Not only is there frustration but also great dissatisfaction, and I sometimes find the miners in my constituency very angry indeed about what is happening.

I wish to raise tonight two cases in particular—two men who are in receipt of disability pensions as persons suffering from pneumoconiosis. The first case is of a man who was first examined in November, 1954. He was assessed at 40 per cent. and was paid a disability pension at that rate. The following year he was again examined by the pneumoconiosis medical board and was again assessed as suffering to the extent of 40 per cent. In November, 1956, he was again examined by the 'pneumoconiosis board and was again assessed at 40 per cent.

This third examination had been suggested by the man's own doctor. The man felt that the pneumoconiosis had worsened since the previous examination the year before. The doctor examined the man and sent him to hospital, where he was examined by a consultant physician. His lungs were X-rayed. The consultant physician said that there was certainly an aggravation since the previous year. I have here the certificate which was give by the man's doctor. She said: The above-named attended Law Hospital in September, 1956. He was seen by the consultant physician who considered that his disability is greater than 40 per cent. and who recommended that his position be reviewed by the Pneumoconiosis Board. There we have a consultant physician, a specialist in lung diseases, saying quite clearly after a very careful examination that this man's disability is greater than 40 per cent. The man goes before the board, but the board does not accept that and again assesses his disability at only 40 per cent. It says that this man is also suffering from hypertensive cardiovascular condition—in other words, high blood pressure.

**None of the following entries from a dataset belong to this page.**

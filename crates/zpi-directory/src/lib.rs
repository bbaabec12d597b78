//! Directory snapshot providers
//!
//! Reads the entries the inspector works on. The LDAP provider performs a
//! single unpaged subtree search and returns the whole result set.

pub mod ldap;
pub mod source;

pub use ldap::{LdapClient, LdapConfig};
pub use source::{MemorySource, SnapshotSource};
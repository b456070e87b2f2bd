//! Cooperative periodic driver framework for embedded Linux / POSIX hosts.
//!
//! Sensor drivers on I2C/SPI/virtual buses are periodic: each must acquire a
//! sample every configured interval and publish it to readers. Instead of a
//! thread per driver, the framework multiplexes every driver onto the single
//! high-priority dispatcher of [`kestrel_hrt`]:
//!
//! - a [`Driver`] implements the capability set (`measure` plus optional
//!   `ioctl`/`read`/`write`),
//! - a [`DevObj`] wraps it with identity ([`DeviceId`], name, device path)
//!   and pacing state, and is registered with the [`DevMgr`],
//! - consumers open [`DevHandle`]s by path, issue I/O through them, and
//!   block in [`DevMgr::wait_for_update`] across any set of handles until a
//!   driver publishes fresh data.
//!
//! [`Framework::initialize`] wires the pieces together and owns their
//! teardown.

mod dev_mgr;
mod dev_obj;
mod device_id;
mod driver;
mod error;
mod framework;
mod handle;

pub use dev_mgr::{DevMgr, UpdateList, MAX_INSTANCES};
pub use dev_obj::DevObj;
pub use device_id::{BusType, DeviceId};
pub use driver::Driver;
pub use error::{DeviceError, DeviceResult};
pub use framework::{Framework, FrameworkError};
pub use handle::DevHandle;

pub use kestrel_hrt::{now_us, PacingStats, SyncObj, WorkHandle, WorkMgr};
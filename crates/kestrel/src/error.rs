use thiserror::Error;

use crate::device_id::DeviceId;

pub type DeviceResult<T> = std::result::Result<T, DeviceError>;

/// Errors surfaced by the device framework.
#[derive(Debug, Error, Clone, PartialEq, Eq)]
pub enum DeviceError {
    /// The framework backing this operation has been torn down.
    #[error("framework is not initialized or has shut down")]
    NotInitialized,

    /// Unknown path, id or name/instance.
    #[error("no device at {0}")]
    NotFound(String),

    /// A device with the same packed id is already registered.
    #[error("device id {0} is already registered")]
    AlreadyRegistered(DeviceId),

    /// Every instance slot for this driver name is taken.
    #[error("no free instance slot for driver {0:?}")]
    NoFreeInstance(String),

    /// The operation requires the driver to be registered first.
    #[error("driver is not registered")]
    NotRegistered,

    /// The handle is released, or does not refer to a live device of the
    /// requested type.
    #[error("invalid device handle")]
    InvalidHandle,

    /// The driver does not implement this operation.
    #[error("operation not supported by this device")]
    Unsupported,

    /// The wait expired with no update posted.
    #[error("timed out waiting for a device update")]
    Timeout,
}
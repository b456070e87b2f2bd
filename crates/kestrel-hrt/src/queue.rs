//! Single-thread timer dispatcher.
//!
//! One high-priority OS thread multiplexes every periodic callback in the
//! process. Each wakeup scans the whole pending list and picks the soonest
//! deadline; the scan is O(n) per fire, but n is tens of drivers and a plain
//! list never rebalances when a periodic item reinserts itself.

use std::collections::VecDeque;
use std::sync::atomic::{AtomicBool, Ordering};
use std::sync::{Arc, Condvar, Mutex, MutexGuard};
use std::thread::JoinHandle;

use crate::clock::{now_us, Deadline};
use crate::error::HrtResult;
use crate::rt::promote_to_realtime;
use crate::work_item::{WorkHandle, WorkItem};

/// Upper bound on dispatcher sleep when nothing is scheduled.
const IDLE_SLEEP_US: u64 = 10_000_000;

/// Fires between pacing-summary log lines when stats are enabled.
const STATS_LOG_PERIOD: u64 = 100;

struct QueueState {
    items: VecDeque<Arc<WorkItem>>,
    exit_requested: bool,
}

/// The timer-driven work queue.
///
/// Created once by the framework via [`HrtWorkQueue::start`], which spawns
/// the dispatcher thread. Items are owned by the work registry; the queue
/// only holds scheduling references. Callbacks always run with the queue lock
/// released, so a callback may re-schedule itself (or any other item) through
/// the normal entry points.
pub struct HrtWorkQueue {
    state: Mutex<QueueState>,
    reschedule: Condvar,
    stats_enabled: AtomicBool,
    thread: Mutex<Option<JoinHandle<()>>>,
}

impl HrtWorkQueue {
    /// Spawns the dispatcher thread and returns the shared queue.
    pub fn start() -> HrtResult<Arc<Self>> {
        let queue = Arc::new(HrtWorkQueue {
            state: Mutex::new(QueueState {
                items: VecDeque::new(),
                exit_requested: false,
            }),
            reschedule: Condvar::new(),
            stats_enabled: AtomicBool::new(false),
            thread: Mutex::new(None),
        });

        let runner = Arc::clone(&queue);
        let handle = std::thread::Builder::new()
            .name("kestrel-hrt".into())
            .spawn(move || {
                promote_to_realtime();
                runner.process();
            })?;
        *lock_or_recover(&queue.thread) = Some(handle);
        Ok(queue)
    }

    fn lock_state(&self) -> MutexGuard<'_, QueueState> {
        lock_or_recover(&self.state)
    }

    /// Enqueues an item: stamps its queue time and wakes the dispatcher.
    ///
    /// Scheduling an item that is already queued is a caller error; the queue
    /// does not deduplicate, each entry simply fires independently.
    pub(crate) fn schedule_item(&self, item: Arc<WorkItem>) {
        let mut state = self.lock_state();
        item.mark_queued(now_us());
        state.items.push_back(item);
        self.reschedule.notify_all();
    }

    /// De-queues every pending entry for `handle`.
    pub(crate) fn remove_item(&self, handle: WorkHandle) {
        let mut state = self.lock_state();
        state.items.retain(|item| item.handle() != handle);
    }

    /// Empties the pending list without touching the items themselves.
    pub fn clear_all(&self) {
        self.lock_state().items.clear();
    }

    /// Enables per-item pacing summaries in the debug log.
    pub fn set_stats_enabled(&self, enabled: bool) {
        self.stats_enabled.store(enabled, Ordering::Relaxed);
    }

    /// Requests dispatcher exit and wakes it.
    ///
    /// The thread leaves at the top of its next iteration; items still
    /// pending are not executed. Idempotent.
    pub fn shutdown(&self) {
        let mut state = self.lock_state();
        state.exit_requested = true;
        self.reschedule.notify_all();
    }

    /// Waits for the dispatcher thread to exit. Call after
    /// [`HrtWorkQueue::shutdown`].
    pub fn join(&self) {
        let handle = lock_or_recover(&self.thread).take();
        if let Some(handle) = handle {
            if handle.join().is_err() {
                tracing::warn!("dispatcher thread exited by panic");
            }
        }
    }

    fn process(&self) {
        let mut state = self.lock_state();
        loop {
            if state.exit_requested {
                break;
            }

            let now = now_us();
            let mut next_sleep_us = IDLE_SLEEP_US;
            let mut due = None;
            for (idx, item) in state.items.iter().enumerate() {
                let elapsed = now.saturating_sub(item.queue_time());
                if elapsed >= item.delay_us() {
                    due = Some(idx);
                    break;
                }
                next_sleep_us = next_sleep_us.min(item.delay_us() - elapsed);
            }

            match due.and_then(|idx| state.items.remove(idx)) {
                Some(item) => {
                    item.update_stats(now);
                    if self.stats_enabled.load(Ordering::Relaxed)
                        && item.snapshot_stats().count % STATS_LOG_PERIOD == 0
                    {
                        item.log_stats();
                    }
                    // Run the callback with the queue lock released; it may
                    // re-enter schedule_item. Remaining due items are picked
                    // up by the rescan with a fresh `now`.
                    drop(state);
                    item.run();
                    state = self.lock_state();
                }
                None => {
                    let deadline = Deadline::from_offset_us(now + next_sleep_us);
                    state = match self.reschedule.wait_timeout(state, deadline.remaining()) {
                        Ok((guard, _)) => guard,
                        Err(poisoned) => poisoned.into_inner().0,
                    };
                }
            }
        }
    }
}

fn lock_or_recover<T>(mutex: &Mutex<T>) -> MutexGuard<'_, T> {
    match mutex.lock() {
        Ok(guard) => guard,
        Err(poisoned) => poisoned.into_inner(),
    }
}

In the second case, the first assessment was 20 per cent. When he was examined a second time by the pneumoconiosis medical board he was again assessed at 20 per cent. On my advice he appealed, and the figure was raised to 30 per cent. Two years later, he was again examined by the board and the figure was set at 30 per cent. He appealed against this decision and appeared before the medical appeal tribunal. He has complained very bitterly to me about what happened when he appeared before the medical appeal tribunal. Under section 38 of the Industrial Injuries Act, the medical appeal tribunals are set up and the Minister appoints three men—a chairman and two medical practitioners. I looked up the Regulations and I found these words in Regulation 12 (4): Where the Tribunal are unable to reach a unanimous decision on any case referred to them, the decision of the majority of the members thereof shall be the decision of the Tribunal. The majority is two out of three. In other words, in such a serious case, if there is a difference of opinion, two out of three can say that the man has or has not to get additional compensation.

The complaint of my constituent, however, is this. He appeared before this tribunal, with at least two medical practitioners on it. He tells me that he had no examination whatever. They asked him a few questions: did he sleep well at night? Did he need pills? That was the sort of question. The tribunal decided that he could have only 30 per cent. assessment. One can understand how unsatisfactory that must appear to these men. I expect that they examine the X-ray plates, and also have the report of the pneumoconiosis medical board.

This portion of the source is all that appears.